Pflicht zur Erfassung der Arbeitszeit auch bei leitenden Angestellten?

Der Beschluß des Bundesarbeitsgerichtes zur Zeiterfassung (BAG, Beschluß vom 13.09.2022 – 1 ABR 22/21) zieht immer weitere Kreise.

1. BAG: § 3 Arbeitsschutzgesetz als Rechtsgrundlage der Arbeitszeiterfassungspflicht

Das Bundesarbeitsgericht hatte die Frage zu klären, ob das Mitbestimmungsrecht des Betriebsrats bei der Einführung einer elektronischen Zeiterfassung durch eine gesetzliche Pflicht des Arbeitgebers zur Einführung eines Zeiterfassungssystems ausgeschlossen ist.

Das Arbeitszeitgesetz kennt keine gesetzliche Verpflichtung des Arbeitgebers, die gesamten Arbeitszeiten der Beschäftigten im Betrieb zu erfassen. Das Bundesarbeitsgericht hat die Frage nach der gesetzlichen Verpflichtung dennoch bejaht und diese aus § 3 Abs. 1 und Abs. 2 Nr. 1 Arbeitsschutzgesetz hergeleitet.

Nach dieser Vorschrift sind Arbeitgeber verpflichtet, die erforderlichen Maßnahmen des Arbeitsschutzes unter Berücksichtigung der Umstände zu treffen, die Sicherheit und Gesundheit der Beschäftigten bei der Arbeit beeinflussen. Zur Planung und Durchführung dieser Maßnahmen haben Arbeitgeber für eine geeignete Organisation zu sorgen und die erforderlichen Mittel bereitzustellen.

2. Aber: Keine Aussage des BAG zur Arbeitszeiterfassungspflicht für leitende Angestellte

Dem Betriebsrat fehlt die Zuständigkeit für leitende Angestellte. Da das Bundesarbeitsgericht über das Bestehen eines Mitbestimmungsrechts des Betriebsrates zu entscheiden hatte, mußte es sich nicht mit der Frage befassen, ob eine Pflicht zur Erfassung der Arbeitszeit auch bei leitenden Angestellten besteht.

3. Schlußfolgerungen für den Bereich leitender Angestellter

§ 3 des Arbeitsschutzgesetzes gilt auch für leitende Angestellte. Für leitende Angestellte gilt aber das Arbeitszeitgesetz nicht.
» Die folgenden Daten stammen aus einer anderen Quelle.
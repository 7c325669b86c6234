// Public API - what other modules can use
pub use handlers::{create_manager, list_managers, manage_players, manage_points};

mod handlers;
pub mod models;
pub mod repository;
pub mod service;
pub mod types;
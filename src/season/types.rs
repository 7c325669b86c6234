use serde::{Deserialize, Serialize};

use super::models::Season;

/// Request payload for creating a season
#[derive(Debug, Deserialize, Serialize)]
pub struct SeasonCreateRequest {
    #[serde(rename = "type")]
    pub kind: String,
    pub title: String,
}

/// Request payload for season statistics
#[derive(Debug, Deserialize, Serialize)]
pub struct StatisticRequest {
    pub season: String,
}

/// Season listing entry without the result history
#[derive(Debug, Clone, PartialEq, Deserialize, Serialize)]
pub struct SeasonSummary {
    pub id: String,
    #[serde(rename = "type")]
    pub kind: String,
    pub title: String,
    pub result_count: usize,
}

impl From<&Season> for SeasonSummary {
    fn from(season: &Season) -> Self {
        Self {
            id: season.id.clone(),
            kind: season.kind.clone(),
            title: season.title.clone(),
            result_count: season.results.len(),
        }
    }
}
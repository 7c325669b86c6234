use serde::{Deserialize, Serialize};

use crate::player::models::Player;

/// Request payload for opening a pack
#[derive(Debug, Deserialize, Serialize)]
pub struct PackRequest {
    pub manager: String,
    #[serde(rename = "type")]
    pub kind: u8,
}

#[derive(Debug, Deserialize, Serialize)]
pub struct PackResponse {
    pub player: Player,
    pub point: u32, // Balance left after paying for the pack
    pub message: String,
}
Gerade die Vorgaben des Arbeitszeitgesetzes sind jedoch der innere Grund für die Auffassung des Bundesarbeitsgerichtes, der Arbeitgeber müsse aus Gründen des Arbeitsschutzes ein Arbeitszeiterfassungssystem betreiben.

Das Arbeitszeitgesetz dient (auch) der Umsetzung der europäischen Arbeitszeit-Richtlinie 2003/88/EG. Gegen eine allgemeine Aufzeichnungspflicht für leitende Angestellte spricht, daß der Europäische Gerichtshof (EuGH vom 14.05.2019 – C-55/18 – CCOO) die Pflicht zur Aufzeichnung der Arbeitszeit aus der europäischen Arbeitszeit-Richtlinie herleitet, und dies unbeschadet von Art. 17 Abs. 1 der Richtlinie. Danach aber können die Mitgliedstaaten von der Richtlinie insbesondere bei leitenden Angestellten abweichen. Hierauf weist das Bundesarbeitsgericht auch in seiner Entscheidung hin (BAG, Beschluß vom 13.09.2022 – 1 ABR 22/21, Rn. 56).
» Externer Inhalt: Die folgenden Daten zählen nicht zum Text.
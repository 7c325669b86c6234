use fut_manager::{
    config::{get_config, Settings},
    create_app,
    manager::repository::{InMemoryManagerRepository, ManagerRepository, PostgresManagerRepository},
    player::{
        cache::{InMemoryPlayerCache, PlayerCache, RedisPlayerCache},
        repository::{InMemoryPlayerRepository, PlayerRepository, PostgresPlayerRepository},
    },
    result::repository::{InMemoryResultRepository, PostgresResultRepository, ResultRepository},
    season::repository::{InMemorySeasonRepository, PostgresSeasonRepository, SeasonRepository},
    AppState,
};
use sqlx::postgres::PgPoolOptions;
use std::sync::Arc;
use tracing::{info, warn};
use tracing_subscriber::{layer::SubscriberExt, util::SubscriberInitExt};

type Players = Arc<dyn PlayerRepository + Send + Sync>;
type Managers = Arc<dyn ManagerRepository + Send + Sync>;
type Seasons = Arc<dyn SeasonRepository + Send + Sync>;
type Results = Arc<dyn ResultRepository + Send + Sync>;

#[tokio::main]
async fn main() -> Result<(), Box<dyn std::error::Error>> {
    let settings = get_config()?;

    // Initialize tracing
    tracing_subscriber::registry()
        .with(
            tracing_subscriber::EnvFilter::try_from_default_env()
                .unwrap_or_else(|_| settings.log_filter().into()),
        )
        .with(tracing_subscriber::fmt::layer())
        .init();

    info!("Starting FUT manager server");

    let (players, managers, seasons, results) = document_store(&settings).await?;
    let cache = player_cache(&settings)?;

    let app_state = AppState::new(players, cache, managers, seasons, results);
    let app = create_app(app_state);

    let address = settings.address();
    let listener = tokio::net::TcpListener::bind(&address).await?;
    info!(address = %address, "Server running");
    axum::serve(listener, app).await?;

    Ok(())
}

/// Connects the Postgres document store once, or falls back to memory
async fn document_store(
    settings: &Settings,
) -> Result<(Players, Managers, Seasons, Results), Box<dyn std::error::Error>> {
    let Some(database_url) = settings.database_url() else {
        warn!("DATABASE_URL not set, using in-memory document store");

        let players: Players = match settings.player_catalog_path() {
            Some(path) => Arc::new(InMemoryPlayerRepository::from_catalog_file(path)?),
            None => {
                warn!("PLAYER_CATALOG_PATH not set, player catalog is empty");
                Arc::new(InMemoryPlayerRepository::new())
            }
        };

        return Ok((
            players,
            Arc::new(InMemoryManagerRepository::new()),
            Arc::new(InMemorySeasonRepository::new()),
            Arc::new(InMemoryResultRepository::new()),
        ));
    };

    let pool = PgPoolOptions::new()
        .max_connections(10)
        .connect(database_url)
        .await?;
    sqlx::migrate!("./migrations").run(&pool).await?;
    info!("Connected to Postgres document store");

    Ok((
        Arc::new(PostgresPlayerRepository::new(pool.clone())),
        Arc::new(PostgresManagerRepository::new(pool.clone())),
        Arc::new(PostgresSeasonRepository::new(pool.clone())),
        Arc::new(PostgresResultRepository::new(pool)),
    ))
}

fn player_cache(
    settings: &Settings,
) -> Result<Arc<dyn PlayerCache + Send + Sync>, Box<dyn std::error::Error>> {
    match settings.redis_url() {
        Some(redis_url) => {
            info!("Using Redis player cache");
            Ok(Arc::new(RedisPlayerCache::from_url(redis_url)?))
        }
        None => {
            warn!("REDIS_URL not set, using in-memory player cache");
            Ok(Arc::new(InMemoryPlayerCache::new()))
        }
    }
}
Ohne weiteres dürfte daher keine Pflicht zur Erfassung der Arbeitszeit bei leitenden Angestellten bestehen.

Allerdings ist hier vieles im Fluß. Denn nicht wenige Stimmen halten den Ausschluß der leitenden Angestellten aus dem Anwendungsbereich des Arbeitszeitgesetzes – trotz Art. 17 Abs. 1 der Arbeitszeitrichtlinie – für europarechtswidrig. Hätten diese Stimmen recht, ließe sich möglicherweise eine Ausdehnung der Pflicht zur Erfassung der Arbeitszeit auf leitende Angestellte rechtfertigen.

Es bleibt, die weitere Entwicklung aufmerksam zu verfolgen. Ohnehin steht in Berlin eine Reform des Arbeitszeitrechtes auf der Agenda.